The Healing Company Inc.
Notes to the Unaudited Condensed Consolidated Financial Statements
March 31, 2023
NOTE 12. STOCKHOLDERS’ EQUITY (DEFICIT)
One April 29, 2021, the Company’s board of directors approved a forward stock split of authorized, issued and outstanding shares of common stock on four (4) new shares for one (1) share held. Upon effectiveness of the forward split, the authorized shares increased to 300,000,000 shares of common stock and the issued and outstanding shares of common stock increased to 44,000,000 shares of common stock, all with a par value of $0.001.
On October 7, 2021, the Company amended its authorized capital to 290,000,000 shares of Common Stock and 10,000,000 shares of preferred stock, $0.001 par value per share, of which 5,000,000 are designated as Seed Preferred Shares, each with a par value of $0.001 per share. On July 8, 2022, the Company’s board of directors and shareholders holding a majority of the Company’s Common Stock approved an amendment to the Company’s Amended and Restated Articles of Incorporation to increase the Seed Preferred Shares from 5,000,000 authorized shares to 7,800,000 shares.
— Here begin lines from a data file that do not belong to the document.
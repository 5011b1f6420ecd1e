//! JSON-lines status feed for the dashboard process.
//!
//! One compact JSON object per snapshot, newline terminated, flushed every
//! tick so a reader tailing the file sees each tick as it lands.

use std::fs::File;
use std::io::{BufWriter, Write};
use std::path::Path;

use crate::app::ports::StatusSink;
use crate::app::status::StatusSnapshot;
use crate::error::SinkError;

pub struct JsonLinesSink<W: Write> {
    writer: W,
}

impl<W: Write> JsonLinesSink<W> {
    pub fn new(writer: W) -> Self {
        Self { writer }
    }

    pub fn into_inner(self) -> W {
        self.writer
    }
}

impl JsonLinesSink<BufWriter<File>> {
    /// Create or truncate `path`.
    pub fn create(path: &Path) -> std::io::Result<Self> {
        Ok(Self::new(BufWriter::new(File::create(path)?)))
    }
}

impl<W: Write> StatusSink for JsonLinesSink<W> {
    fn publish(&mut self, snapshot: &StatusSnapshot) -> Result<(), SinkError> {
        serde_json::to_writer(&mut self.writer, snapshot)?;
        self.writer.write_all(b"\n")?;
        self.writer.flush()?;
        Ok(())
    }
}
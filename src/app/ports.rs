//! Port traits: the boundary between ride logic and the outside world.
//!
//! ```text
//!   Adapter ──▶ Port trait ──▶ RideService (domain)
//! ```
//!
//! Mock and hardware adapters implement these traits.  The
//! [`RideService`](super::service::RideService) takes them as generics at
//! the call site, so the core never touches hardware directly and can run
//! with any combination of implementations.  Boxed trait objects forward
//! to their contents so the binary can choose adapters at runtime.
//!
//! Every adapter must return within one tick period.  A motor controller
//! that stalls shows up as a silent status and is caught by the
//! communication watchdog, not by a timeout here.

use crate::app::status::StatusSnapshot;
use crate::error::{MotorError, PanelError, SinkError, ThemingError};
use crate::fsm::context::{ControlPanelSnapshot, Cue, MotorStatus, RideCommand};

// ───────────────────────────────────────────────────────────────
// Motor controller (domain → drive)
// ───────────────────────────────────────────────────────────────

/// Drive motor capability.
pub trait MotorController {
    /// Issue this tick's command.
    fn command(&mut self, command: &RideCommand) -> Result<(), MotorError>;

    /// Poll telemetry.  Communication failures are reported in the status
    /// (`comm_alive = false`), never as an error.
    fn read_status(&mut self) -> MotorStatus;
}

// ───────────────────────────────────────────────────────────────
// Control panel (operator → domain)
// ───────────────────────────────────────────────────────────────

/// Operator console capability.
pub trait ControlPanel {
    /// Sample every input once.
    fn read(&mut self) -> Result<ControlPanelSnapshot, PanelError>;
}

// ───────────────────────────────────────────────────────────────
// Theming controller (domain → show)
// ───────────────────────────────────────────────────────────────

/// Show system capability.  Fire-and-forget.
pub trait ThemingController {
    fn trigger(&mut self, cue: &Cue) -> Result<(), ThemingError>;
}

// ───────────────────────────────────────────────────────────────
// Status sink (domain → dashboard / log)
// ───────────────────────────────────────────────────────────────

/// Receives one snapshot per tick.  Write-only from the core.
pub trait StatusSink {
    fn publish(&mut self, snapshot: &StatusSnapshot) -> Result<(), SinkError>;
}

// ───────────────────────────────────────────────────────────────
// Boxed forwarding
// ───────────────────────────────────────────────────────────────

impl<T: MotorController + ?Sized> MotorController for Box<T> {
    fn command(&mut self, command: &RideCommand) -> Result<(), MotorError> {
        (**self).command(command)
    }

    fn read_status(&mut self) -> MotorStatus {
        (**self).read_status()
    }
}

impl<T: ControlPanel + ?Sized> ControlPanel for Box<T> {
    fn read(&mut self) -> Result<ControlPanelSnapshot, PanelError> {
        (**self).read()
    }
}

impl<T: ThemingController + ?Sized> ThemingController for Box<T> {
    fn trigger(&mut self, cue: &Cue) -> Result<(), ThemingError> {
        (**self).trigger(cue)
    }
}

impl<T: StatusSink + ?Sized> StatusSink for Box<T> {
    fn publish(&mut self, snapshot: &StatusSnapshot) -> Result<(), SinkError> {
        (**self).publish(snapshot)
    }
}

/// Fan a snapshot out to several sinks.  Every sink is tried; the first
/// error is returned.
impl<S: StatusSink> StatusSink for Vec<S> {
    fn publish(&mut self, snapshot: &StatusSnapshot) -> Result<(), SinkError> {
        let mut first = Ok(());
        for sink in self.iter_mut() {
            let result = sink.publish(snapshot);
            if first.is_ok() {
                first = result;
            }
        }
        first
    }
}
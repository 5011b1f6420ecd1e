//! Application core: ride orchestration behind port traits.
//!
//! Everything here is hardware-agnostic.  Adapters implement the traits in
//! [`ports`]; [`service::RideService`] runs one tick against them and
//! [`runner::ControlLoop`] repeats that at the timer's pace.

pub mod ports;
pub mod runner;
pub mod service;
pub mod status;

pub use ports::{ControlPanel, MotorController, StatusSink, ThemingController};
pub use runner::{ControlLoop, RunReport, StopReason};
pub use service::RideService;
pub use status::{StatusSnapshot, TickOutcome};
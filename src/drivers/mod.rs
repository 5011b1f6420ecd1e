//! Low-level hardware access: motor controller protocol, serial port setup
//! and GPIO lines.

pub mod roboclaw;
pub mod serial;
pub mod sysfs_gpio;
In case of any voluntary or involuntary liquidation, dissolution or winding up of the Company, the holders of Seed Preferred Shares then outstanding will be entitled to be paid out of the assets of the Company available for distribution to its stockholders before any payment will be made to the holders of Common Stock by reason of their ownership thereof, an amount per share equal to 1.5 times the Seed Preferred Shares original issue price, plus any dividends declared but unpaid thereon (collectively, the “Seed Liquidation Amount”). If upon any such liquidation, dissolution or winding up of the Company the assets of the Company available for distribution to its stockholders is insufficient to pay the holders of Seed Preferred Shares the full amount to which they shall are entitled, the holders of shares of Seed Preferred Shares will share ratably in any distribution of the assets available for distribution in proportion to the respective amounts which would otherwise be payable in respect of the shares held by them upon such distribution if all amounts payable on or with respect to such shares were paid in full.
In the event of any voluntary or involuntary liquidation, dissolution or winding up of the Company, after the payment in full of all Seed Liquidation Amount required to be paid to the holders of Seed Preferred Shares, the remaining assets of the Company available for distribution to its stockholders will be distributed among the holders of Seed Preferred Shares and Common Stock, pro rata based on the number of shares held by each such holder, treating for this purpose all such securities as if they had been converted to Common Stock pursuant to the terms of the Amended and Restated Articles of Incorporation immediately prior to such liquidation, dissolution or winding up of the Company.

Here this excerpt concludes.